# Mounting foglights on '90 100q



## SlickDizzy (Sep 9, 2004)

We bought a '90 100q a few weeks ago, and it came with some sweet Bosch Pilot fog lights - big, about 6" round, complete with stone covers and everything.
We want to mount them on the topside of the front bumper, in front of the grille. How do people usually do this? I've never installed lights on a car that didn't have a good 'ol steel bumper before.


----------



## PerL (Jan 9, 2001)

*Re: Mounting foglights on '90 100q (SlickDizzy)*

There are two ways to do it, as far as I see it. Both include pulling the bumper first. 
Method #1 is drilling holes right through the bumper, and bolting it right through. Method #2 is fabricating brackets to hold the lights, and bolting the brackets to the car, somewhere behind the bumper.


----------



## ChrisJB#1651 (Dec 12, 2004)

*Re: Mounting foglights on '90 100q (SlickDizzy)*

Another way I was succussful with this is to mount the lights using a heavy type of metal screw. This way you don't have to remove the bumper or fit your hands underneath to tighten nuts. drill holes in the bumper, but make sure the diameter is the same size as the post on the heavy duty screws, NOT the same diameter as with the threads.....must be smaller than the threads.....the screws will thread in and hold tight only if done this way.

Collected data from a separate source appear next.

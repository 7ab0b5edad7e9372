//! Chat-completions adapter for mood analysis.

mod dto;
mod http_source;

pub use http_source::{DEFAULT_OPENAI_MODEL, OpenAiMoodSource};
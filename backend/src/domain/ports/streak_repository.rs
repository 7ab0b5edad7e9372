//! Port for streak persistence.
//!
//! Streak rows are updated read-modify-write with optimistic concurrency:
//! writers pass the revision they read and adapters reject stale writes.

use async_trait::async_trait;

use crate::domain::{StreakState, UserId};

use super::define_port_error;

define_port_error! {
    /// Errors raised by streak repository adapters.
    pub enum StreakRepositoryError {
        /// Repository connection could not be established.
        Connection { message: String } =>
            "streak repository connection failed: {message}",
        /// Query or mutation failed during execution.
        Query { message: String } =>
            "streak repository query failed: {message}",
        /// Optimistic concurrency check failed.
        RevisionMismatch { expected: u32, actual: u32 } =>
            "revision mismatch: expected {expected}, found {actual}",
    }
}

/// Port for streak storage and retrieval.
///
/// # Revision Semantics
///
/// - A user's first streak is saved with `expected_revision: None`; it fails
///   with [`StreakRepositoryError::RevisionMismatch`] if a row already
///   exists.
/// - Later saves pass `Some(n)` and succeed only while the stored revision
///   is `n`.
/// - Callers set `state.revision` before saving; adapters never bump it.
#[cfg_attr(test, mockall::automock)]
#[async_trait]
pub trait StreakRepository: Send + Sync {
    /// Fetch the streak for a user. `None` until the first check-in.
    async fn find_by_user_id(
        &self,
        user_id: &UserId,
    ) -> Result<Option<StreakState>, StreakRepositoryError>;

    /// Save a streak with an optimistic concurrency check.
    async fn save(
        &self,
        state: &StreakState,
        expected_revision: Option<u32>,
    ) -> Result<(), StreakRepositoryError>;
}

/// Fixture implementation that stores nothing.
#[derive(Debug, Default, Clone, Copy)]
pub struct FixtureStreakRepository;

#[async_trait]
impl StreakRepository for FixtureStreakRepository {
    async fn find_by_user_id(
        &self,
        _user_id: &UserId,
    ) -> Result<Option<StreakState>, StreakRepositoryError> {
        Ok(None)
    }

    async fn save(
        &self,
        _state: &StreakState,
        _expected_revision: Option<u32>,
    ) -> Result<(), StreakRepositoryError> {
        Ok(())
    }
}
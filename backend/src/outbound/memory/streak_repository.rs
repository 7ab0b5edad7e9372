//! Process-local streak store with revision checks.

use std::collections::HashMap;
use std::sync::{Mutex, MutexGuard};

use async_trait::async_trait;

use crate::domain::ports::{StreakRepository, StreakRepositoryError};
use crate::domain::{StreakState, UserId};

/// Streak repository backed by a map in memory.
#[derive(Debug, Default)]
pub struct InMemoryStreakRepository {
    rows: Mutex<HashMap<UserId, StreakState>>,
}

impl InMemoryStreakRepository {
    /// Create an empty repository.
    pub fn new() -> Self {
        Self::default()
    }

    fn rows(&self) -> Result<MutexGuard<'_, HashMap<UserId, StreakState>>, StreakRepositoryError> {
        self.rows
            .lock()
            .map_err(|_| StreakRepositoryError::query("streak store lock poisoned"))
    }
}

#[async_trait]
impl StreakRepository for InMemoryStreakRepository {
    async fn find_by_user_id(
        &self,
        user_id: &UserId,
    ) -> Result<Option<StreakState>, StreakRepositoryError> {
        Ok(self.rows()?.get(user_id).cloned())
    }

    async fn save(
        &self,
        state: &StreakState,
        expected_revision: Option<u32>,
    ) -> Result<(), StreakRepositoryError> {
        let mut rows = self.rows()?;
        let stored = rows.get(&state.user_id).map(|row| row.revision);
        match (expected_revision, stored) {
            (None, None) => {}
            (Some(expected), Some(actual)) if expected == actual => {}
            (expected, actual) => {
                return Err(StreakRepositoryError::revision_mismatch(
                    expected.unwrap_or(0),
                    actual.unwrap_or(0),
                ));
            }
        }
        rows.insert(state.user_id.clone(), state.clone());
        Ok(())
    }
}
//! Per-user check-in statistics.

use std::collections::HashMap;

use serde::{Deserialize, Serialize};

use super::{CheckIn, StreakState};

/// Summary of a user's check-in history.
#[derive(Debug, Clone, PartialEq, Serialize, Deserialize)]
#[serde(rename_all = "camelCase")]
pub struct VibeStats {
    /// Current consecutive-day streak.
    pub current_streak: u32,
    /// Longest streak ever reached.
    pub longest_streak: u32,
    /// Counted check-ins.
    pub total_check_ins: u32,
    /// Mean vibe score over all check-ins, `0.0` when there are none.
    pub avg_vibe_score: f64,
    /// Most frequent aesthetic display name.
    pub top_aesthetic: Option<String>,
}

impl VibeStats {
    /// Summarise a streak and a newest-first list of check-ins.
    ///
    /// Ties for the top aesthetic go to the name seen first in
    /// `newest_first`.
    pub fn summarise(streak: Option<&StreakState>, newest_first: &[CheckIn]) -> Self {
        let (current_streak, longest_streak, total_check_ins) = streak.map_or((0, 0, 0), |s| {
            (s.current_streak, s.longest_streak, s.total_check_ins)
        });

        Self {
            current_streak,
            longest_streak,
            total_check_ins,
            avg_vibe_score: average_score(newest_first),
            top_aesthetic: top_aesthetic(newest_first),
        }
    }
}

fn average_score(check_ins: &[CheckIn]) -> f64 {
    if check_ins.is_empty() {
        return 0.0;
    }
    let sum: i64 = check_ins
        .iter()
        .map(|check_in| i64::from(check_in.vibe_score.value()))
        .sum();
    sum as f64 / check_ins.len() as f64
}

fn top_aesthetic(newest_first: &[CheckIn]) -> Option<String> {
    // name -> (count, first position)
    let mut tally: HashMap<&str, (usize, usize)> = HashMap::new();
    for (position, check_in) in newest_first.iter().enumerate() {
        tally
            .entry(check_in.aesthetic_name.as_str())
            .or_insert((0, position))
            .0 += 1;
    }

    tally
        .into_iter()
        .max_by(|(_, (count_a, first_a)), (_, (count_b, first_b))| {
            count_a.cmp(count_b).then(first_b.cmp(first_a))
        })
        .map(|(name, _)| name.to_owned())
}
//! Port for check-in persistence.
//!
//! The [`CheckInRepository`] owns the per-day uniqueness rules. Inserts are
//! atomic with the admission check: a user row is written only if none
//! exists for that day, and a guest row only while the device is under its
//! daily allowance.

use async_trait::async_trait;
use chrono::NaiveDate;

use crate::domain::{AdmissionDecision, AdmissionPolicy, CheckIn, DeviceId, UserId};

use super::define_port_error;

define_port_error! {
    /// Errors raised by check-in repository adapters.
    pub enum CheckInRepositoryError {
        /// Repository connection could not be established.
        Connection { message: String } =>
            "check-in repository connection failed: {message}",
        /// Query or mutation failed during execution.
        Query { message: String } =>
            "check-in repository query failed: {message}",
    }
}

/// One page of a user's check-ins, newest first.
#[derive(Debug, Clone, PartialEq, Eq, Default)]
pub struct CheckInPage {
    /// Check-ins in the requested window.
    pub items: Vec<CheckIn>,
    /// Number of check-ins the user has in total.
    pub total: u64,
}

/// Port for check-in storage and retrieval.
#[cfg_attr(test, mockall::automock)]
#[async_trait]
pub trait CheckInRepository: Send + Sync {
    /// Insert `check_in` if the admission rules still hold.
    ///
    /// Returns the decision taken under the same isolation as the write.
    /// Nothing is written unless the decision is
    /// [`AdmissionDecision::Accepted`].
    async fn insert_if_admitted(
        &self,
        check_in: &CheckIn,
        policy: AdmissionPolicy,
    ) -> Result<AdmissionDecision, CheckInRepositoryError>;

    /// Fetch a user's check-in for `date`, if any.
    async fn find_for_user_on(
        &self,
        user_id: &UserId,
        date: NaiveDate,
    ) -> Result<Option<CheckIn>, CheckInRepositoryError>;

    /// Count a guest device's check-ins on `date`.
    async fn count_for_device_on(
        &self,
        device_id: &DeviceId,
        date: NaiveDate,
    ) -> Result<u32, CheckInRepositoryError>;

    /// List a user's check-ins, newest date first.
    async fn list_for_user(
        &self,
        user_id: &UserId,
        limit: u32,
        offset: u32,
    ) -> Result<CheckInPage, CheckInRepositoryError>;

    /// Every check-in the user has made, newest date first.
    async fn all_for_user(&self, user_id: &UserId) -> Result<Vec<CheckIn>, CheckInRepositoryError>;
}

/// Fixture implementation for testing without storage.
///
/// Accepts every insert and reports no existing rows.
#[derive(Debug, Default, Clone, Copy)]
pub struct FixtureCheckInRepository;

#[async_trait]
impl CheckInRepository for FixtureCheckInRepository {
    async fn insert_if_admitted(
        &self,
        _check_in: &CheckIn,
        _policy: AdmissionPolicy,
    ) -> Result<AdmissionDecision, CheckInRepositoryError> {
        Ok(AdmissionDecision::Accepted)
    }

    async fn find_for_user_on(
        &self,
        _user_id: &UserId,
        _date: NaiveDate,
    ) -> Result<Option<CheckIn>, CheckInRepositoryError> {
        Ok(None)
    }

    async fn count_for_device_on(
        &self,
        _device_id: &DeviceId,
        _date: NaiveDate,
    ) -> Result<u32, CheckInRepositoryError> {
        Ok(0)
    }

    async fn list_for_user(
        &self,
        _user_id: &UserId,
        _limit: u32,
        _offset: u32,
    ) -> Result<CheckInPage, CheckInRepositoryError> {
        Ok(CheckInPage::default())
    }

    async fn all_for_user(
        &self,
        _user_id: &UserId,
    ) -> Result<Vec<CheckIn>, CheckInRepositoryError> {
        Ok(Vec::new())
    }
}

#[cfg(test)]
mod tests {
    use super::*;
    use rstest::rstest;

    #[tokio::test]
    async fn fixture_repository_reports_no_rows() {
        let repo = FixtureCheckInRepository;
        let user_id = UserId::random();
        let date = NaiveDate::from_ymd_opt(2026, 4, 2).expect("date");

        assert!(
            repo.find_for_user_on(&user_id, date)
                .await
                .expect("lookup")
                .is_none()
        );
        let page = repo.list_for_user(&user_id, 20, 0).await.expect("list");
        assert_eq!(page.total, 0);
    }

    #[rstest]
    fn query_error_formats_message() {
        let error = CheckInRepositoryError::query("deadlock");
        assert_eq!(
            error.to_string(),
            "check-in repository query failed: deadlock"
        );
    }
}
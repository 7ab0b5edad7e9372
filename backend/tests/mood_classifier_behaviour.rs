//! Behavioural tests for external mood analysis flowing through check-ins.

use std::collections::VecDeque;
use std::sync::atomic::{AtomicUsize, Ordering};
use std::sync::{Arc, Mutex};
use std::time::Duration;

use async_trait::async_trait;
use chrono::{TimeZone, Utc};
use rstest::{fixture, rstest};
use vibecheck::domain::ports::{
    CheckInCommand, CheckInOutcome, CheckInRequest, MoodAnalysis, MoodAnalysisSource,
    MoodAnalysisSourceError,
};
use vibecheck::domain::{
    AestheticKey, CheckInService, CheckInSubject, ClassificationSource, MoodClassifier, UserId,
};
use vibecheck::outbound::memory::{InMemoryCheckInRepository, InMemoryStreakRepository};
use vibecheck::test_support::MutableClock;

struct ScriptedAnalysisSource {
    scripted: Mutex<VecDeque<Result<MoodAnalysis, MoodAnalysisSourceError>>>,
    calls: AtomicUsize,
}

impl ScriptedAnalysisSource {
    fn new(scripted: Vec<Result<MoodAnalysis, MoodAnalysisSourceError>>) -> Self {
        Self {
            scripted: Mutex::new(scripted.into()),
            calls: AtomicUsize::new(0),
        }
    }

    fn call_count(&self) -> usize {
        self.calls.load(Ordering::SeqCst)
    }
}

#[async_trait]
impl MoodAnalysisSource for ScriptedAnalysisSource {
    async fn analyse(&self, _mood_text: &str) -> Result<MoodAnalysis, MoodAnalysisSourceError> {
        self.calls.fetch_add(1, Ordering::SeqCst);
        self.scripted
            .lock()
            .expect("source script mutex")
            .pop_front()
            .unwrap_or_else(|| Err(MoodAnalysisSourceError::empty_response()))
    }
}

fn analysis(key: &str, score: i64) -> MoodAnalysis {
    MoodAnalysis {
        aesthetic_key: key.to_owned(),
        vibe_score: score,
        insight: "You carry a quiet confidence today.".to_owned(),
    }
}

#[fixture]
fn clock() -> Arc<MutableClock> {
    Arc::new(MutableClock::new(
        Utc.with_ymd_and_hms(2026, 3, 2, 10, 0, 0)
            .single()
            .expect("valid fixed time"),
    ))
}

fn service(
    source: Arc<ScriptedAnalysisSource>,
    clock: Arc<MutableClock>,
) -> CheckInService<InMemoryCheckInRepository, InMemoryStreakRepository> {
    let source: Arc<dyn MoodAnalysisSource> = source;
    CheckInService::new(
        Arc::new(InMemoryCheckInRepository::new()),
        Arc::new(InMemoryStreakRepository::new()),
        MoodClassifier::with_source(source, Duration::from_secs(5)),
        clock,
    )
}

async fn check_in(
    service: &CheckInService<InMemoryCheckInRepository, InMemoryStreakRepository>,
    user_id: &UserId,
    text: &str,
) -> CheckInOutcome {
    service
        .check_in(CheckInRequest {
            subject: CheckInSubject::User(user_id.clone()),
            mood_text: text.to_owned(),
        })
        .await
        .expect("check-in succeeds")
}

#[rstest]
#[tokio::test]
async fn analysis_results_are_stored_with_clamped_scores(clock: Arc<MutableClock>) {
    let source = Arc::new(ScriptedAnalysisSource::new(vec![Ok(analysis(
        "confident",
        140,
    ))]));
    let service = service(source.clone(), clock);

    let outcome = check_in(&service, &UserId::random(), "ready for anything").await;

    let CheckInOutcome::Accepted(accepted) = outcome else {
        panic!("expected an accepted check-in, got {outcome:?}");
    };
    assert_eq!(accepted.check_in.aesthetic, AestheticKey::Confident);
    assert_eq!(accepted.check_in.vibe_score.value(), 100);
    assert_eq!(accepted.check_in.aesthetic_name, "Main Character");
    assert_eq!(source.call_count(), 1);
}

#[rstest]
#[case::transport(Err(MoodAnalysisSourceError::transport("connection reset")))]
#[case::status(Err(MoodAnalysisSourceError::status(500_u16, "upstream error")))]
#[case::unknown_key(Ok(analysis("vaporwave", 60)))]
#[tokio::test]
async fn failed_analysis_falls_back_to_keywords(
    clock: Arc<MutableClock>,
    #[case] scripted: Result<MoodAnalysis, MoodAnalysisSourceError>,
) {
    let source = Arc::new(ScriptedAnalysisSource::new(vec![scripted]));
    let service = service(source, clock);

    let outcome = check_in(
        &service,
        &UserId::random(),
        "cozy evening with tea and a warm blanket",
    )
    .await;

    let CheckInOutcome::Accepted(accepted) = outcome else {
        panic!("expected an accepted check-in, got {outcome:?}");
    };
    assert_eq!(accepted.check_in.aesthetic, AestheticKey::Cozy);
}

#[rstest]
#[tokio::test]
async fn duplicate_check_ins_skip_analysis(clock: Arc<MutableClock>) {
    let source = Arc::new(ScriptedAnalysisSource::new(vec![Ok(analysis("chill", 70))]));
    let service = service(source.clone(), clock);
    let user_id = UserId::random();

    check_in(&service, &user_id, "slow sunday").await;
    let second = check_in(&service, &user_id, "still slow").await;

    assert_eq!(second, CheckInOutcome::Duplicate);
    assert_eq!(source.call_count(), 1);
}

#[rstest]
#[tokio::test]
async fn classifier_reports_its_source() {
    let source: Arc<dyn MoodAnalysisSource> = Arc::new(ScriptedAnalysisSource::new(vec![
        Ok(analysis("peaceful", 55)),
        Err(MoodAnalysisSourceError::timeout("deadline elapsed")),
    ]));
    let classifier = MoodClassifier::with_source(source, Duration::from_secs(5));

    let first = classifier.classify("quiet lake at dawn").await;
    let second = classifier.classify("quiet lake at dawn").await;

    assert_eq!(first.source, ClassificationSource::Ai);
    assert_eq!(first.aesthetic, AestheticKey::Peaceful);
    assert_eq!(second.source, ClassificationSource::Fallback);
}
//! Process-local check-in store.
//!
//! The admission check and the insert happen under one mutex, giving the
//! same atomicity a database adapter gets from a conditional insert.

use std::sync::{Mutex, MutexGuard};

use async_trait::async_trait;
use chrono::NaiveDate;

use crate::domain::ports::{CheckInPage, CheckInRepository, CheckInRepositoryError};
use crate::domain::{
    AdmissionDecision, AdmissionPolicy, CheckIn, CheckInSubject, DeviceId, UserId,
};

/// Check-in repository backed by a vector in memory.
#[derive(Debug, Default)]
pub struct InMemoryCheckInRepository {
    rows: Mutex<Vec<CheckIn>>,
}

impl InMemoryCheckInRepository {
    /// Create an empty repository.
    pub fn new() -> Self {
        Self::default()
    }

    fn rows(&self) -> Result<MutexGuard<'_, Vec<CheckIn>>, CheckInRepositoryError> {
        self.rows
            .lock()
            .map_err(|_| CheckInRepositoryError::query("check-in store lock poisoned"))
    }
}

fn belongs_to(check_in: &CheckIn, user_id: &UserId) -> bool {
    check_in.subject.user_id() == Some(user_id)
}

fn device_matches(check_in: &CheckIn, device_id: &DeviceId) -> bool {
    matches!(&check_in.subject, CheckInSubject::Device(id) if id == device_id)
}

fn user_rows(rows: &[CheckIn], user_id: &UserId) -> Vec<CheckIn> {
    let mut items: Vec<CheckIn> = rows
        .iter()
        .filter(|row| belongs_to(row, user_id))
        .cloned()
        .collect();
    items.sort_by(|a, b| {
        b.check_date
            .cmp(&a.check_date)
            .then_with(|| b.created_at.cmp(&a.created_at))
    });
    items
}

fn decide(rows: &[CheckIn], check_in: &CheckIn, policy: AdmissionPolicy) -> AdmissionDecision {
    let day = check_in.check_date;
    match &check_in.subject {
        CheckInSubject::User(user_id) => policy.admit_user(
            rows.iter()
                .any(|row| row.check_date == day && belongs_to(row, user_id)),
        ),
        CheckInSubject::Device(device_id) => {
            let existing = rows
                .iter()
                .filter(|row| row.check_date == day && device_matches(row, device_id))
                .count();
            policy.admit_device(u32::try_from(existing).unwrap_or(u32::MAX))
        }
    }
}

#[async_trait]
impl CheckInRepository for InMemoryCheckInRepository {
    async fn insert_if_admitted(
        &self,
        check_in: &CheckIn,
        policy: AdmissionPolicy,
    ) -> Result<AdmissionDecision, CheckInRepositoryError> {
        let mut rows = self.rows()?;
        let decision = decide(&rows, check_in, policy);
        if decision == AdmissionDecision::Accepted {
            rows.push(check_in.clone());
        }
        Ok(decision)
    }

    async fn find_for_user_on(
        &self,
        user_id: &UserId,
        date: NaiveDate,
    ) -> Result<Option<CheckIn>, CheckInRepositoryError> {
        let rows = self.rows()?;
        Ok(rows
            .iter()
            .find(|row| row.check_date == date && belongs_to(row, user_id))
            .cloned())
    }

    async fn count_for_device_on(
        &self,
        device_id: &DeviceId,
        date: NaiveDate,
    ) -> Result<u32, CheckInRepositoryError> {
        let rows = self.rows()?;
        let count = rows
            .iter()
            .filter(|row| row.check_date == date && device_matches(row, device_id))
            .count();
        Ok(u32::try_from(count).unwrap_or(u32::MAX))
    }

    async fn list_for_user(
        &self,
        user_id: &UserId,
        limit: u32,
        offset: u32,
    ) -> Result<CheckInPage, CheckInRepositoryError> {
        let all = user_rows(&self.rows()?, user_id);
        let total = all.len() as u64;
        let items = all
            .into_iter()
            .skip(offset as usize)
            .take(limit as usize)
            .collect();
        Ok(CheckInPage { items, total })
    }

    async fn all_for_user(&self, user_id: &UserId) -> Result<Vec<CheckIn>, CheckInRepositoryError> {
        Ok(user_rows(&self.rows()?, user_id))
    }
}
//! Classification dispatcher.
//!
//! Tries the optional external analysis once under a timeout and falls back
//! to the deterministic keyword pipeline on any failure. Classification
//! never fails the caller.

use std::sync::Arc;
use std::time::Duration;

use tracing::{debug, warn};

use super::ports::{MoodAnalysis, MoodAnalysisSource};
use super::{
    AestheticKey, ClassificationResult, ClassificationSource, Insight, VibeScore,
    classify_aesthetic, insight_for, sentiment_score,
};

/// Default bound on one external analysis call.
pub const DEFAULT_ANALYSIS_TIMEOUT: Duration = Duration::from_secs(30);

/// Produces one [`ClassificationResult`] per mood entry.
#[derive(Clone)]
pub struct MoodClassifier {
    source: Option<Arc<dyn MoodAnalysisSource>>,
    timeout: Duration,
}

impl Default for MoodClassifier {
    fn default() -> Self {
        Self::fallback_only()
    }
}

impl std::fmt::Debug for MoodClassifier {
    fn fmt(&self, f: &mut std::fmt::Formatter<'_>) -> std::fmt::Result {
        f.debug_struct("MoodClassifier")
            .field("analysis_enabled", &self.source.is_some())
            .field("timeout", &self.timeout)
            .finish()
    }
}

impl MoodClassifier {
    /// Classifier that never calls out.
    pub fn fallback_only() -> Self {
        Self {
            source: None,
            timeout: DEFAULT_ANALYSIS_TIMEOUT,
        }
    }

    /// Classifier that consults `source` first.
    pub fn with_source(source: Arc<dyn MoodAnalysisSource>, timeout: Duration) -> Self {
        Self {
            source: Some(source),
            timeout,
        }
    }

    /// Whether an external analysis source is configured.
    pub fn analysis_enabled(&self) -> bool {
        self.source.is_some()
    }

    /// Classify one mood entry.
    pub async fn classify(&self, mood_text: &str) -> ClassificationResult {
        let Some(source) = self.source.as_ref() else {
            debug!("mood analysis disabled, using fallback classifier");
            return classify_fallback(mood_text);
        };

        match tokio::time::timeout(self.timeout, source.analyse(mood_text)).await {
            Ok(Ok(analysis)) => {
                accept_analysis(analysis).unwrap_or_else(|| classify_fallback(mood_text))
            }
            Ok(Err(error)) => {
                warn!(error = %error, "mood analysis failed, using fallback classifier");
                classify_fallback(mood_text)
            }
            Err(_) => {
                warn!(
                    timeout_ms = self.timeout.as_millis(),
                    "mood analysis timed out, using fallback classifier"
                );
                classify_fallback(mood_text)
            }
        }
    }
}

fn accept_analysis(analysis: MoodAnalysis) -> Option<ClassificationResult> {
    let aesthetic = match analysis.aesthetic_key.parse::<AestheticKey>() {
        Ok(aesthetic) => aesthetic,
        Err(error) => {
            warn!(error = %error, "mood analysis returned an unknown aesthetic");
            return None;
        }
    };

    Some(ClassificationResult {
        aesthetic,
        vibe_score: VibeScore::clamped(analysis.vibe_score),
        insight: Insight::truncated(analysis.insight),
        source: ClassificationSource::Ai,
    })
}

/// Deterministic classification: keyword taxonomy, lexicon score and
/// template insight.
///
/// # Examples
/// ```
/// use vibecheck::domain::{AestheticKey, classify_fallback};
///
/// let result = classify_fallback("cozy night in with tea and a blanket");
/// assert_eq!(result.aesthetic, AestheticKey::Cozy);
/// ```
pub fn classify_fallback(mood_text: &str) -> ClassificationResult {
    let aesthetic = classify_aesthetic(mood_text);
    let vibe_score = sentiment_score(mood_text);
    let insight = insight_for(aesthetic, vibe_score, mood_text);
    ClassificationResult {
        aesthetic,
        vibe_score,
        insight: Insight::truncated(insight),
        source: ClassificationSource::Fallback,
    }
}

I did this with some driving lights on my 200TQ......I also had to trim the bumper plastic to allow the lighting mount to sit flush on the metal of the bumper.....
Keep in mind that during a DMV inspection, your state may require you to have covers for them seeing as they'll be above the bumper and not an OE option.....NJ required this of me before I passed inspection.
C


----------